- [Problem]
For this exercise, copy each line of the records that contains the word "InternalServerError".

=== Section Start ===

pub mod bank;
pub mod clock;
pub mod error;
pub mod progression;
pub mod question;
pub mod session;
pub mod tutor;

pub use bank::{QuestionBank, StaticQuestionBank};
pub use error::QuizError;
pub use session::{SessionHandle, SessionOrchestrator, SessionSettings, SessionSnapshot};
pub use tutor::TutorCoordinator;
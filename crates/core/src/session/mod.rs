//! Session Orchestrator
//!
//! The quiz session state machine. A [`SessionOrchestrator`] runs as a single
//! task that exclusively owns the clock, the question progression and all
//! session fields. Learner actions, clock ticks and completions of tutor work
//! all arrive as events on one channel and are applied one at a time, so no
//! two transitions ever interleave.
//!
//! Asynchronous results are tagged with the id of the session that requested
//! them. When a result arrives for a session that has since been reset or
//! replaced it is dropped without touching state.
//!
//! Callers interact through a cloneable [`SessionHandle`] and observe state
//! through [`SessionSnapshot`]s published on every change.

mod event;
mod orchestrator;
mod settings;
mod snapshot;
mod speech_queue;

pub use event::AdvanceResult;
pub use orchestrator::{SessionHandle, SessionOrchestrator};
pub use settings::SessionSettings;
pub use snapshot::{
    AnswerFeedback, EndReason, QuestionPhase, SessionSnapshot, SessionStatus, SessionSummary,
};

/// Spoken after a correct answer, one chosen at random.
pub const ENCOURAGEMENTS: [&str; 4] = [
    "You're really getting the hang of this.",
    "That's correct! Great clinical thinking.",
    "Perfect! Your medical knowledge is showing.",
    "Outstanding work! Let's keep this momentum going.",
];

pub const CORRECTIVE_LINE: &str =
    "That's not quite right, but great attempt! Let me explain the correct answer.";

pub const CLOSING_ENCOURAGEMENT: &str = "Excellent session! You're making great progress in your medical studies. I enjoyed working with you today!";
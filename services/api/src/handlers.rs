//! Axum Handlers for the REST API
//!
//! Read-only access to the question bank. Quiz sessions themselves run over
//! the WebSocket in [`crate::ws`].
//! It uses `utoipa` doc comments to generate OpenAPI documentation.

use axum::{
    extract::{Path, Query, State},
    http::StatusCode,
    response::{IntoResponse, Json, Response},
};
use medtutor_core::bank::QuestionBank;
use std::sync::Arc;
use tracing::error;

use crate::{
    models::{CategoriesResponse, ErrorResponse, QuestionQuery, QuestionResponse},
    state::AppState,
};

pub enum ApiError {
    BadRequest(String),
    NotFound(String),
    InternalServerError(anyhow::Error),
}

impl IntoResponse for ApiError {
    fn into_response(self) -> Response {
        match self {
            ApiError::BadRequest(message) => {
                (StatusCode::BAD_REQUEST, Json(ErrorResponse { message })).into_response()
            }
            ApiError::NotFound(message) => {
                (StatusCode::NOT_FOUND, Json(ErrorResponse { message })).into_response()
            }
            ApiError::InternalServerError(err) => {
                error!("Internal Server Error: {:?}", err);
                let message = "An internal server error occurred.".to_string();
                (
                    StatusCode::INTERNAL_SERVER_ERROR,
                    Json(ErrorResponse { message }),
                )
                    .into_response()
            }
        }
    }
}

impl<E> From<E> for ApiError
where
    E: Into<anyhow::Error>,
{
    fn from(err: E) -> Self {
        Self::InternalServerError(err.into())
    }
}

/// List questions in the bank, optionally filtered by category.
#[utoipa::path(
    get,
    path = "/questions",
    params(QuestionQuery),
    responses(
        (status = 200, description = "Questions without their answer keys", body = [QuestionResponse]),
        (status = 400, description = "Bad request", body = ErrorResponse)
    )
)]
pub async fn list_questions(
    State(state): State<Arc<AppState>>,
    Query(query): Query<QuestionQuery>,
) -> Result<Json<Vec<QuestionResponse>>, ApiError> {
    let questions = match query.category.as_deref().map(str::trim) {
        Some("") => {
            return Err(ApiError::BadRequest(
                "category must not be empty".to_string(),
            ));
        }
        Some(category) => state.question_bank.by_category(category),
        None => state.question_bank.all(),
    };
    Ok(Json(
        questions
            .iter()
            .map(|q| QuestionResponse::from(q.view()))
            .collect(),
    ))
}

/// Get a single question by its ID.
#[utoipa::path(
    get,
    path = "/questions/{id}",
    responses(
        (status = 200, description = "Question details", body = QuestionResponse),
        (status = 404, description = "Question not found", body = ErrorResponse)
    ),
    params(
        ("id" = String, Path, description = "Question ID")
    )
)]
pub async fn get_question(
    State(state): State<Arc<AppState>>,
    Path(id): Path<String>,
) -> Result<impl IntoResponse, ApiError> {
    let question = state
        .question_bank
        .all()
        .into_iter()
        .find(|q| q.id == id)
        .ok_or_else(|| ApiError::NotFound(format!("Question with id '{}' not found", id)))?;

    Ok((StatusCode::OK, Json(QuestionResponse::from(question.view()))))
}

/// List the categories present in the question bank.
#[utoipa::path(
    get,
    path = "/categories",
    responses(
        (status = 200, description = "Sorted category tags", body = CategoriesResponse)
    )
)]
pub async fn list_categories(State(state): State<Arc<AppState>>) -> Json<CategoriesResponse> {
    Json(CategoriesResponse {
        categories: state.question_bank.categories(),
    })
}
//! Session Clock
//!
//! Tracks the remaining time of a bounded-duration session. The clock owns a
//! single periodic ticker task that posts a tick event once per second to the
//! session's event channel; the owner applies each tick with
//! [`SessionClock::tick`]. The clock only reports when it has reached zero;
//! ending the session is the owner's decision.

use std::time::Duration;
use tokio::sync::mpsc;
use tokio::task::JoinHandle;
use tokio::time::{Instant, MissedTickBehavior};

/// Fifteen minutes.
pub const DEFAULT_SESSION_DURATION: Duration = Duration::from_secs(15 * 60);

const TICK_PERIOD: Duration = Duration::from_secs(1);

#[derive(Debug)]
pub struct SessionClock {
    duration_secs: u64,
    remaining_secs: u64,
    ticker: Option<JoinHandle<()>>,
}

impl SessionClock {
    pub fn new(duration: Duration) -> Self {
        let duration_secs = duration.as_secs();
        Self {
            duration_secs,
            remaining_secs: duration_secs,
            ticker: None,
        }
    }

    /// Resets the remaining time to the full duration and starts ticking.
    ///
    /// Any ticker from a previous start is aborted first, so at most one tick
    /// source exists per clock. `make_tick` builds the event sent on every
    /// elapsed second.
    pub fn start<T, F>(&mut self, events: mpsc::Sender<T>, make_tick: F)
    where
        T: Send + 'static,
        F: Fn() -> T + Send + 'static,
    {
        self.cancel_ticker();
        self.remaining_secs = self.duration_secs;

        self.ticker = Some(tokio::spawn(async move {
            let mut interval = tokio::time::interval_at(Instant::now() + TICK_PERIOD, TICK_PERIOD);
            interval.set_missed_tick_behavior(MissedTickBehavior::Delay);
            loop {
                interval.tick().await;
                if events.send(make_tick()).await.is_err() {
                    break;
                }
            }
        }));
    }

    /// Stops ticking without touching the remaining time.
    pub fn stop(&mut self) {
        self.cancel_ticker();
    }

    /// Stops ticking and restores the full duration.
    pub fn reset(&mut self) {
        self.cancel_ticker();
        self.remaining_secs = self.duration_secs;
    }

    /// Applies one elapsed second and returns the remaining time.
    ///
    /// Ticks arriving after `stop` (already queued in the channel) are
    /// ignored. The counter floors at zero.
    pub fn tick(&mut self) -> u64 {
        if self.is_running() {
            self.remaining_secs = self.remaining_secs.saturating_sub(1);
        }
        self.remaining_secs
    }

    pub fn remaining_secs(&self) -> u64 {
        self.remaining_secs
    }

    pub fn duration_secs(&self) -> u64 {
        self.duration_secs
    }

    pub fn is_running(&self) -> bool {
        self.ticker.is_some()
    }

    pub fn is_expired(&self) -> bool {
        self.remaining_secs == 0
    }

    fn cancel_ticker(&mut self) {
        if let Some(handle) = self.ticker.take() {
            handle.abort();
        }
    }
}

impl Drop for SessionClock {
    fn drop(&mut self) {
        self.cancel_ticker();
    }
}
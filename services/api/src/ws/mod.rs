//! WebSocket Quiz Sessions
//!
//! Each WebSocket connection owns one session orchestrator. Submodules:
//!
//! - `protocol`: the JSON message format between browser and server.
//! - `session`: the connection lifecycle and message loop.
//! - `speech`: a speech decorator that mirrors tutor lines to the browser.

pub mod protocol;
pub mod session;
mod speech;

pub use session::ws_handler;
use medtutor_api::router::ApiDoc;
use utoipa::OpenApi;

/// Generates the OpenAPI specification and writes it to a file.
fn generate_spec(
    api_doc: utoipa::openapi::OpenApi,
    path: &str,
) -> Result<(), Box<dyn std::error::Error>> {
    let spec_json = api_doc.to_pretty_json()?;
    std::fs::write(path, spec_json)?;
    Ok(())
}

fn main() -> Result<(), Box<dyn std::error::Error>> {
    generate_spec(ApiDoc::openapi(), "openapi.json")?;
    Ok(())
}
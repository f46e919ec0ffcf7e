//! Serial speech delivery.
//!
//! Every line the tutor speaks goes through one FIFO worker so speech calls
//! never overlap. Jobs tagged with a session id are skipped once that session
//! is no longer live.

use super::event::SessionEvent;
use crate::question::Question;
use crate::tutor::TutorCoordinator;
use tokio::sync::{mpsc, watch};
use tokio::task::JoinHandle;
use tracing::debug;
use uuid::Uuid;

#[derive(Debug)]
pub(crate) enum SpeechAction {
    Connect,
    Question(Question),
    Feedback { is_correct: bool, text: String },
    Explanation(String),
    Disconnect,
}

#[derive(Debug)]
pub(crate) struct SpeechJob {
    /// `None` for jobs that must run even after the session is gone.
    pub session_id: Option<Uuid>,
    pub action: SpeechAction,
    /// Posted back to the orchestrator once the action completes.
    pub then: Option<SessionEvent>,
}

pub(crate) fn spawn_worker(
    tutor: TutorCoordinator,
    mut jobs: mpsc::UnboundedReceiver<SpeechJob>,
    live_session: watch::Receiver<Option<Uuid>>,
    events: mpsc::Sender<SessionEvent>,
) -> JoinHandle<()> {
    tokio::spawn(async move {
        while let Some(job) = jobs.recv().await {
            if let Some(session_id) = job.session_id {
                if *live_session.borrow() != Some(session_id) {
                    debug!(%session_id, action = ?job.action, "Skipping speech for a superseded session");
                    continue;
                }
            }

            let is_connect = matches!(job.action, SpeechAction::Connect);
            let online = match job.action {
                SpeechAction::Connect => tutor.connect().await,
                SpeechAction::Question(question) => tutor.speak_question(&question).await,
                SpeechAction::Feedback { is_correct, text } => {
                    tutor.provide_feedback(is_correct, &text).await
                }
                SpeechAction::Explanation(text) => tutor.give_explanation(&text).await,
                SpeechAction::Disconnect => {
                    tutor.disconnect().await;
                    continue;
                }
            };

            let Some(session_id) = job.session_id else {
                continue;
            };
            let health = if is_connect {
                SessionEvent::TutorReady { session_id, online }
            } else {
                SessionEvent::TutorHealth { session_id, online }
            };
            if events.send(health).await.is_err() {
                break;
            }
            if let Some(then) = job.then {
                if events.send(then).await.is_err() {
                    break;
                }
            }
        }
    })
}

=== Section End ===

- [Your solution]
    InternalServerError(anyhow::Error),
            ApiError::InternalServerError(err) => {
        Self::InternalServerError(err.into())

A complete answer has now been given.